--- START ---

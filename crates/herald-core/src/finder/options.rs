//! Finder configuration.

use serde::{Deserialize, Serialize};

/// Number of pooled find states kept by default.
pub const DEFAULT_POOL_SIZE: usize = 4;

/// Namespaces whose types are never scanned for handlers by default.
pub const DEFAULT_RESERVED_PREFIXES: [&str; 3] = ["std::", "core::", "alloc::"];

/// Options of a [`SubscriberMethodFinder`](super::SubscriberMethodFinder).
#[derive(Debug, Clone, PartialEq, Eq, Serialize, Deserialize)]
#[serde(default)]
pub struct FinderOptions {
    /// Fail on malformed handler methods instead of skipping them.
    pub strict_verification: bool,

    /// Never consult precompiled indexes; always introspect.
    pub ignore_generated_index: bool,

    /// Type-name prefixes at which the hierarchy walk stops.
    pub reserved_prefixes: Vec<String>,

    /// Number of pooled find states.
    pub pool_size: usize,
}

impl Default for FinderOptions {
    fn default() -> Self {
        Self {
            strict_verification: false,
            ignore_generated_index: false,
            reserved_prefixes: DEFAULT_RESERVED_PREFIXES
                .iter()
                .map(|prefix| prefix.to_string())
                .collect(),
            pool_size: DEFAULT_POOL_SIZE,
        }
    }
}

--- END ---
--- START ---

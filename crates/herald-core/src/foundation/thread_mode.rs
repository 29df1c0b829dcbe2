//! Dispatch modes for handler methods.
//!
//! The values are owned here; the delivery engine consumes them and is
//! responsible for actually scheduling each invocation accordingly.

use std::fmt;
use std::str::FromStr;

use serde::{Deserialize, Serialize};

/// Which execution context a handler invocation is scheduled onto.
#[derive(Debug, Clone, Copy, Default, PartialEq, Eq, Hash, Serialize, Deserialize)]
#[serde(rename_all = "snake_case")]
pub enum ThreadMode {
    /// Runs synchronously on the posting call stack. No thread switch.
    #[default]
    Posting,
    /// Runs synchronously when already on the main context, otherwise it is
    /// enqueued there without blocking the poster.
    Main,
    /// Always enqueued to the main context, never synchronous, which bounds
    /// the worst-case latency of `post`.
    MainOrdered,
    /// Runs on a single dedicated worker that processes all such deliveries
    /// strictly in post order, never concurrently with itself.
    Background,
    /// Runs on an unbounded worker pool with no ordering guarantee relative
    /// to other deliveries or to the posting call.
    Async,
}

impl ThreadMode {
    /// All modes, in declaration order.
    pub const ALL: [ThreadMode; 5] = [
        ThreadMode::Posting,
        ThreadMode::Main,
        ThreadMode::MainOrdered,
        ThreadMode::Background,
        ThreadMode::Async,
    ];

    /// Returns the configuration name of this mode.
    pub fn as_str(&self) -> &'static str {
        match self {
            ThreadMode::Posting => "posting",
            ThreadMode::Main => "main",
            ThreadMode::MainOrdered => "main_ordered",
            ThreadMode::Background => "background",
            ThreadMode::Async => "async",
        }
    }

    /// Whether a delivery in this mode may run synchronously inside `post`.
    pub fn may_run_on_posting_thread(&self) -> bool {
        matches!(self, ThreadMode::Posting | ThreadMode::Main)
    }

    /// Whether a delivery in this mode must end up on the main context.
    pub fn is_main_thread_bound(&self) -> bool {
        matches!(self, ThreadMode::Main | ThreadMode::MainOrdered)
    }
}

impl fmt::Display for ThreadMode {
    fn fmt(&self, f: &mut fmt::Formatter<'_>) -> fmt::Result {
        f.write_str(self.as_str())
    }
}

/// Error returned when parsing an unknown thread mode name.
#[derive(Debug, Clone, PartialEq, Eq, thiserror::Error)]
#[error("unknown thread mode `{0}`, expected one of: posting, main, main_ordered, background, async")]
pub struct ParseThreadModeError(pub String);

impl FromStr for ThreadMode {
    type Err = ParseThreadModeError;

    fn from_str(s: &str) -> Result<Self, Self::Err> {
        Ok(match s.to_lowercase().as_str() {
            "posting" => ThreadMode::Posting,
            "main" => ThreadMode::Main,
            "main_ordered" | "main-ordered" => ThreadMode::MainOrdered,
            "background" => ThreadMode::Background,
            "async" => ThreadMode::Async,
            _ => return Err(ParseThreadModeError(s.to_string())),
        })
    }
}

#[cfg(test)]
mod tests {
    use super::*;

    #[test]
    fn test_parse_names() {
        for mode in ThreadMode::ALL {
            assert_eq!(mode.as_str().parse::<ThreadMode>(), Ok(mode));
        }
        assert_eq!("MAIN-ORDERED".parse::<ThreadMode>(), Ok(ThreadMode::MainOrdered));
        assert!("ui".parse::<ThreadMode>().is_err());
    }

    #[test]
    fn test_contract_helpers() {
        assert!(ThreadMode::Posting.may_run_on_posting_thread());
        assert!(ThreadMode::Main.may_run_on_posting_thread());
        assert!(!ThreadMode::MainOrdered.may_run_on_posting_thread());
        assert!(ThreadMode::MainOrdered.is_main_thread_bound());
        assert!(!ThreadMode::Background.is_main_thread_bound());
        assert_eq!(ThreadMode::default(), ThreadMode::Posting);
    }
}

--- END ---

What to do: Where a line contains the word "super", copy that line from the listing above.

Answer box:
/// Options of a [`SubscriberMethodFinder`](super::SubscriberMethodFinder).
    use super::*;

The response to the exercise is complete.